La Repubblica - Italien | Montag, 13. August 2007
Die Roma als Sündenböcke
In Italien tobt derzeit eine heftige Debatte über die Lebensbedingungen der Roma, nachdem am Samstag bei einem Feuer in einem Lager nahe Livorno vier Roma-Kinder ums Leben gekommen waren.

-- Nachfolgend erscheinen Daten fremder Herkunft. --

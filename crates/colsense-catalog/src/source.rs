//! Byte-stream sources a catalog can be loaded from.

use std::fs;
use std::path::{Path, PathBuf};

use crate::builtin::{BUILTIN_PATTERNS, BUILTIN_SOURCE_NAME};
use crate::error::{CatalogError, Result};

/// Where a rule-definition document comes from.
///
/// The catalog remembers the last source it loaded so that `reload(None)`
/// can re-read it.
#[derive(Debug, Clone, PartialEq, Eq)]
pub enum CatalogSource {
    /// A JSON file on disk, re-read on every load.
    File(PathBuf),
    /// An in-memory document.
    Inline { name: String, bytes: Vec<u8> },
}

impl CatalogSource {
    pub fn file(path: impl Into<PathBuf>) -> Self {
        Self::File(path.into())
    }

    pub fn inline(name: impl Into<String>, bytes: impl Into<Vec<u8>>) -> Self {
        Self::Inline {
            name: name.into(),
            bytes: bytes.into(),
        }
    }

    /// The rule set compiled into this crate.
    pub fn builtin() -> Self {
        Self::inline(BUILTIN_SOURCE_NAME, BUILTIN_PATTERNS)
    }

    /// Human-readable name used in logs and errors.
    pub fn name(&self) -> String {
        match self {
            Self::File(path) => path.display().to_string(),
            Self::Inline { name, .. } => name.clone(),
        }
    }

    pub fn path(&self) -> Option<&Path> {
        match self {
            Self::File(path) => Some(path),
            Self::Inline { .. } => None,
        }
    }

    pub(crate) fn read(&self) -> Result<Vec<u8>> {
        match self {
            Self::File(path) => fs::read(path).map_err(|source| CatalogError::Io {
                path: path.clone(),
                source,
            }),
            Self::Inline { bytes, .. } => Ok(bytes.clone()),
        }
    }
}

Gad Lerner kommentiert: "Die Roma sind eine Ausnahme bei der 'politischen Korrektheit': Bei ihnen gibt es eine hohe Alkoholismusquote, sie sind Nomaden, sie werden mit Arbeitslosigkeit und Kriminalität in Verbindung gebracht - das sind unwiderlegbare Tatsachen. All das macht Angst und führt zu einer Verallgemeinerung, die in Bezug auf jedes andere Volk unfassbar wäre: sie gelten alle als schuldig. Aufgrund ihrer Lebensart, aufgrund ihrer kulturellen Tradition... Aber man muss eines ganz deutlich sagen: Man kann die Roma nicht als menschlichen Müll betrachten. Man kann ihre Existenz nicht auslöschen oder ihre Ausrottung konzipieren. Verrückt? Überhaupt nicht. Wenn wir diese überstürzten Verallgemeinerungen akzeptieren, verschwimmen unsere moralischen Grundsätze und wir bewegen uns Schritt für Schritt auf diesen einzigen Ausweg zu. Wer hätte vorhersehen können, dass mitten in Europa zu Beginn des 20. Jahrhunderts die Feindseligkeit gegen das 'schuldige' Volk in der 'Endlösung' enden würde?"